» Supplied records
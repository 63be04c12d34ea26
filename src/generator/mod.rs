//! Generator module - batch build of the whole site

use anyhow::{Context, Result};
use std::path::{Path, PathBuf};
use std::sync::Arc;
use walkdir::WalkDir;

use crate::content::collection::{is_base_file, is_markdown_file, PAGE_COLLECTION};
use crate::content::{CollectionResolver, ContentLoader, FeedBuilder, MarkdownRenderer};
use crate::data::{self, DataBag};
use crate::helpers::{copy_dir, write_atomic};
use crate::ogimage::OgImageGenerator;
use crate::templates::{RenderContext, Renderer, TemplateSet};
use crate::Site;

/// Outcome of a batch build
#[derive(Debug, Default)]
pub struct BuildReport {
    /// Output files written
    pub rendered: Vec<PathBuf>,
    /// Sources skipped as drafts
    pub drafts: Vec<PathBuf>,
    /// Sources whose render failed, with the error
    pub failed: Vec<(PathBuf, String)>,
}

impl BuildReport {
    pub fn is_success(&self) -> bool {
        self.failed.is_empty()
    }
}

/// Output location of a content file: same relative path with `.html`,
/// except that the `page` collection lands at the output root.
pub fn output_path(output_dir: &Path, relative: &Path) -> PathBuf {
    let html = relative.with_extension("html");
    match html.strip_prefix(PAGE_COLLECTION) {
        Ok(flattened) => output_dir.join(flattened),
        Err(_) => output_dir.join(html),
    }
}

/// Walks the content tree once and renders every file
pub struct Generator<'a, R: Renderer + ?Sized> {
    loader: &'a ContentLoader,
    resolver: &'a CollectionResolver,
    renderer: &'a R,
    output_dir: PathBuf,
    og_images: Option<&'a OgImageGenerator>,
}

impl<'a, R: Renderer + ?Sized> Generator<'a, R> {
    pub fn new(
        loader: &'a ContentLoader,
        resolver: &'a CollectionResolver,
        renderer: &'a R,
        output_dir: impl Into<PathBuf>,
    ) -> Self {
        Self {
            loader,
            resolver,
            renderer,
            output_dir: output_dir.into(),
            og_images: None,
        }
    }

    /// Attach OG image URLs to items as they are built
    pub fn with_og_images(mut self, og_images: &'a OgImageGenerator) -> Self {
        self.og_images = Some(og_images);
        self
    }

    /// Build every content file.
    ///
    /// Drafts are skipped. A file that cannot be loaded aborts the build;
    /// a file whose render fails is recorded in the report and the walk
    /// goes on. Output is written atomically, so a failed render never
    /// leaves a partial file.
    pub fn generate(&self, data: &DataBag) -> Result<BuildReport> {
        let root = self.loader.content_dir();
        let feed = FeedBuilder::new(self.loader).build()?;
        let mut report = BuildReport::default();

        for entry in WalkDir::new(root).sort_by_file_name() {
            let entry = entry.with_context(|| format!("Failed to walk {:?}", root))?;
            let path = entry.path();
            if !entry.file_type().is_file() || !is_markdown_file(path) {
                continue;
            }
            if is_base_file(path) {
                tracing::debug!("Skipping scaffold {:?}", path);
                continue;
            }

            let relative = path.strip_prefix(root).unwrap_or(path);
            let mut item = match self.loader.load(relative) {
                Ok(item) => item,
                Err(e) if e.is_draft() => {
                    tracing::info!("Skipping draft {:?}", relative);
                    report.drafts.push(relative.to_path_buf());
                    continue;
                }
                Err(e) => {
                    return Err(e).with_context(|| format!("Failed to load {:?}", relative));
                }
            };

            if let Some(og) = self.og_images {
                match og.generate(&item, self.renderer) {
                    Ok(url) => item.og_image_url = url,
                    Err(e) => tracing::warn!("No OG image for {:?}: {:#}", relative, e),
                }
            }

            let template = self.resolver.resolve(self.renderer, &item.collection);
            let context = RenderContext {
                page: &item,
                data,
                feed: &feed,
            };

            let html = match self.renderer.render(&template, &context) {
                Ok(html) => html,
                Err(e) => {
                    tracing::error!("Failed to render {:?} with {}: {:#}", relative, template, e);
                    report
                        .failed
                        .push((relative.to_path_buf(), format!("{:#}", e)));
                    continue;
                }
            };

            let output = output_path(&self.output_dir, relative);
            write_atomic(&output, html.as_bytes())?;
            tracing::debug!("Generated: {:?}", output);
            report.rendered.push(output);
        }

        Ok(report)
    }
}

/// Copy the theme stylesheet into the assets and the assets into
/// `<output>/public`
pub fn stage_assets(site: &Site) -> Result<()> {
    let theme_css = site
        .themes_dir
        .join(format!("{}.css", site.config.theme_name));
    if theme_css.exists() {
        let dest = site
            .assets_dir
            .join("css")
            .join(format!("{}.css", site.config.theme_name));
        if let Some(parent) = dest.parent() {
            std::fs::create_dir_all(parent)?;
        }
        std::fs::copy(&theme_css, &dest)
            .with_context(|| format!("Failed to copy theme {:?}", theme_css))?;
    } else {
        tracing::debug!("No theme stylesheet at {:?}", theme_css);
    }

    if site.assets_dir.exists() {
        let count = copy_dir(&site.assets_dir, &site.output_dir.join("public"))?;
        tracing::debug!("Copied {} asset files", count);
    }

    Ok(())
}

/// Load templates, data and assets for a site and run the batch build
pub fn build_site(site: &Site) -> Result<BuildReport> {
    let start = std::time::Instant::now();

    let markdown = Arc::new(MarkdownRenderer::new());
    let templates = TemplateSet::load(&site.template_dir, markdown.clone())?;
    let data = data::load_data(&site.data_dir)?;

    std::fs::create_dir_all(&site.output_dir)
        .with_context(|| format!("Failed to create {:?}", site.output_dir))?;

    let loader = ContentLoader::new(site, markdown);
    let resolver = CollectionResolver::new(&site.config.default_template);
    let og_images = OgImageGenerator::new(site);

    let mut generator = Generator::new(&loader, &resolver, &templates, &site.output_dir);
    if site.config.og_image.enabled {
        generator = generator.with_og_images(&og_images);
    }
    let report = generator.generate(&data)?;

    // After the walk, so images generated during it are published too
    stage_assets(site)?;

    tracing::info!(
        "Built {} files ({} drafts skipped, {} failed) in {:.2}s",
        report.rendered.len(),
        report.drafts.len(),
        report.failed.len(),
        start.elapsed().as_secs_f64()
    );
    Ok(report)
}

#[cfg(test)]
mod tests {
    use super::*;
    use crate::config::{BodyMode, OgImageConfig, SiteConfig};
    use std::fs;
    use tempfile::TempDir;

    /// Renders `template|title|feed size`; fails for one title
    struct Stub {
        templates: Vec<&'static str>,
        fail_title: Option<&'static str>,
    }

    impl Renderer for Stub {
        fn has_template(&self, name: &str) -> bool {
            self.templates.contains(&name)
        }

        fn render(&self, name: &str, context: &RenderContext<'_>) -> Result<String> {
            if Some(context.page.title.as_str()) == self.fail_title {
                anyhow::bail!("boom");
            }
            Ok(format!(
                "{}|{}|{}",
                name,
                context.page.title,
                context.feed.len()
            ))
        }
    }

    fn write(dir: &Path, relative: &str, content: &str) {
        let path = dir.join(relative);
        fs::create_dir_all(path.parent().unwrap()).unwrap();
        fs::write(path, content).unwrap();
    }

    fn loader(content: &Path) -> ContentLoader {
        ContentLoader::with_options(
            content,
            "t",
            BodyMode::Raw,
            Arc::new(MarkdownRenderer::new()),
        )
    }

    fn fixture() -> TempDir {
        let dir = TempDir::new().unwrap();
        let content = dir.path().join("content");
        write(&content, "page/index.md", "---\ntitle: \"Home\"\ndraft: false\n---\nWelcome");
        write(&content, "page/about.md", "---\ntitle: About\n---\n");
        write(&content, "post/hello.md", "---\ntitle: Hello\ndate: \"2024-01-01\"\n---\n");
        write(&content, "post/base.md", "---\ntitle: \"Title\"\ndraft: true\n---\n");
        write(&content, "notes/a.md", "---\ntitle: A\ndraft: true\n---\n");
        dir
    }

    #[test]
    fn test_output_path() {
        let out = Path::new("/out");
        assert_eq!(
            output_path(out, Path::new("page/about.md")),
            PathBuf::from("/out/about.html")
        );
        assert_eq!(
            output_path(out, Path::new("post/hello.md")),
            PathBuf::from("/out/post/hello.html")
        );
        assert_eq!(
            output_path(out, Path::new("pages/x.md")),
            PathBuf::from("/out/pages/x.html")
        );
    }

    #[test]
    fn test_generate_writes_pages_and_skips_drafts() {
        let dir = fixture();
        let loader = loader(&dir.path().join("content"));
        let resolver = CollectionResolver::new("site.html");
        let stub = Stub {
            templates: vec!["page.html", "site.html"],
            fail_title: None,
        };
        let out = dir.path().join("output");

        let report = Generator::new(&loader, &resolver, &stub, &out)
            .generate(&DataBag::new())
            .unwrap();

        assert!(report.is_success());
        assert_eq!(report.rendered.len(), 3);
        assert_eq!(report.drafts, vec![PathBuf::from("notes/a.md")]);

        assert_eq!(
            fs::read_to_string(out.join("index.html")).unwrap(),
            "page.html|Home|1"
        );
        assert!(out.join("about.html").exists());
        // No post.html template, so the default layout is used
        assert_eq!(
            fs::read_to_string(out.join("post/hello.html")).unwrap(),
            "site.html|Hello|1"
        );
        assert!(!out.join("notes/a.html").exists());
        assert!(!out.join("post/base.html").exists());
    }

    #[test]
    fn test_render_error_skips_only_that_file() {
        let dir = fixture();
        let loader = loader(&dir.path().join("content"));
        let resolver = CollectionResolver::new("site.html");
        let stub = Stub {
            templates: vec!["site.html"],
            fail_title: Some("About"),
        };
        let out = dir.path().join("output");

        let report = Generator::new(&loader, &resolver, &stub, &out)
            .generate(&DataBag::new())
            .unwrap();

        assert!(!report.is_success());
        assert_eq!(report.failed.len(), 1);
        assert_eq!(report.failed[0].0, PathBuf::from("page/about.md"));
        assert!(!out.join("about.html").exists());
        assert!(out.join("index.html").exists());
        assert!(out.join("post/hello.html").exists());
    }

    #[test]
    fn test_structural_error_aborts() {
        let dir = fixture();
        let content = dir.path().join("content");
        write(&content, "post/broken.md", "---\ntitle: never closed\n");
        let loader = loader(&content);
        let resolver = CollectionResolver::new("site.html");
        let stub = Stub {
            templates: vec!["site.html"],
            fail_title: None,
        };

        let result = Generator::new(&loader, &resolver, &stub, dir.path().join("output"))
            .generate(&DataBag::new());
        assert!(result.is_err());
    }

    #[test]
    fn test_build_site_with_templates() {
        let dir = fixture();
        write(
            &dir.path().join("templates"),
            "site.html",
            "<title>{{ Page.title }}</title>{{ Page.body | markdown | safe }}",
        );
        write(&dir.path().join("data"), "site.json", r#"{"name": "x"}"#);
        write(&dir.path().join("themes"), "t.css", "body{}");
        let config = SiteConfig {
            theme_name: "t".to_string(),
            output_path: "output".to_string(),
            ..Default::default()
        };
        let site = Site::with_config(dir.path(), config);

        let report = site.build().unwrap();
        assert!(report.is_success());

        let index = fs::read_to_string(dir.path().join("output/index.html")).unwrap();
        assert!(index.contains("<title>Home</title>"));
        assert!(index.contains("<p>Welcome</p>"));
        assert!(dir.path().join("output/public/css/t.css").exists());
        assert!(!dir.path().join("output/notes/a.html").exists());
    }

    #[cfg(unix)]
    #[test]
    fn test_og_images_are_published_by_the_same_build() {
        let dir = fixture();
        write(
            &dir.path().join("templates"),
            "site.html",
            "{{ Page.title }} {{ Page.ogImageUrl }}",
        );
        write(&dir.path().join("templates"), "og-image.html", "<h1>{{ Page.title }}</h1>");
        // Stands in for the screenshot script: `sh shot.sh <html> <png>`
        write(dir.path(), "shot.sh", "cp \"$1\" \"$2\"\n");
        let config = SiteConfig {
            output_path: "output".to_string(),
            og_image: OgImageConfig {
                enabled: true,
                program: "sh".to_string(),
                script: "shot.sh".to_string(),
                ..Default::default()
            },
            ..Default::default()
        };
        let site = Site::with_config(dir.path(), config);

        let report = site.build().unwrap();
        assert!(report.is_success());

        let hello = fs::read_to_string(dir.path().join("output/post/hello.html")).unwrap();
        assert_eq!(hello, "Hello /public/og-image/hello-og-image.png");
        let published = dir.path().join("output/public/og-image/hello-og-image.png");
        assert_eq!(fs::read_to_string(published).unwrap(), "<h1>Hello</h1>");
    }
}
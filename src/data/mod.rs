//! Global data bag and collection JSON export

use anyhow::{Context, Result};
use serde::{Deserialize, Serialize};
use std::collections::{BTreeMap, BTreeSet};
use std::fs;
use std::path::Path;
use walkdir::WalkDir;

use crate::content::{collection, FrontMatter};
use crate::helpers::write_atomic;

/// Data available to every template, keyed by JSON file stem
pub type DataBag = BTreeMap<String, serde_json::Value>;

/// Load every `*.json` file under `dir` into a data bag.
///
/// A missing directory yields an empty bag.
pub fn load_data(dir: &Path) -> Result<DataBag> {
    let mut data = DataBag::new();
    if !dir.exists() {
        tracing::debug!("Data directory {:?} not found, using empty data", dir);
        return Ok(data);
    }

    for entry in WalkDir::new(dir).sort_by_file_name() {
        let entry = entry?;
        let path = entry.path();
        if !entry.file_type().is_file() || path.extension().map(|e| e != "json").unwrap_or(true) {
            continue;
        }

        let content =
            fs::read_to_string(path).with_context(|| format!("Failed to read {:?}", path))?;
        let value: serde_json::Value = serde_json::from_str(&content)
            .with_context(|| format!("Failed to parse {:?}", path))?;

        if let Some(key) = path.file_stem().and_then(|s| s.to_str()) {
            data.insert(key.to_string(), value);
        }
    }

    Ok(data)
}

/// One content file as stored in a collection export
#[derive(Debug, Clone, Serialize, Deserialize)]
pub struct ExportedEntry {
    #[serde(rename = "frontMatter")]
    pub front_matter: FrontMatter,
    pub body: String,
}

/// Write `<data>/<collection>.json` for every collection directory.
///
/// Each export maps file stem to front matter and raw body. Entries for
/// files that no longer exist are dropped; files that fail to parse are
/// logged and left out.
pub fn export_collections(content_dir: &Path, data_dir: &Path) -> Result<()> {
    fs::create_dir_all(data_dir)?;

    let mut collections: Vec<_> = fs::read_dir(content_dir)
        .with_context(|| format!("Failed to read content directory {:?}", content_dir))?
        .filter_map(|e| e.ok())
        .filter(|e| e.file_type().map(|t| t.is_dir()).unwrap_or(false))
        .map(|e| e.path())
        .collect();
    collections.sort();

    for dir in collections {
        let Some(name) = dir.file_name().and_then(|n| n.to_str()) else {
            continue;
        };
        let json_path = data_dir.join(format!("{}.json", name));

        let mut entries: BTreeMap<String, ExportedEntry> = match fs::read_to_string(&json_path) {
            Ok(existing) => serde_json::from_str(&existing)
                .with_context(|| format!("Failed to parse {:?}", json_path))?,
            Err(e) if e.kind() == std::io::ErrorKind::NotFound => BTreeMap::new(),
            Err(e) => return Err(e).with_context(|| format!("Failed to read {:?}", json_path)),
        };

        let mut present = BTreeSet::new();
        for entry in WalkDir::new(&dir)
            .sort_by_file_name()
            .into_iter()
            .filter_map(|e| e.ok())
        {
            let path = entry.path();
            if !entry.file_type().is_file() || !collection::is_markdown_file(path) {
                continue;
            }
            let Some(stem) = path.file_stem().and_then(|s| s.to_str()) else {
                continue;
            };
            present.insert(stem.to_string());

            let content = fs::read_to_string(path)?;
            match FrontMatter::parse(&content) {
                Ok((front_matter, body)) => {
                    entries.insert(
                        stem.to_string(),
                        ExportedEntry {
                            front_matter,
                            body: body.to_string(),
                        },
                    );
                }
                Err(e) => tracing::warn!("Skipping {:?} in export: {}", path, e),
            }
        }

        entries.retain(|stem, _| present.contains(stem));

        write_atomic(&json_path, serde_json::to_string_pretty(&entries)?.as_bytes())?;
        tracing::debug!("Exported collection {} to {:?}", name, json_path);
    }

    Ok(())
}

» Problem details
Check each line in the data for the word "OgImageGenerator", then report only how many lines contain it.

» Reply
4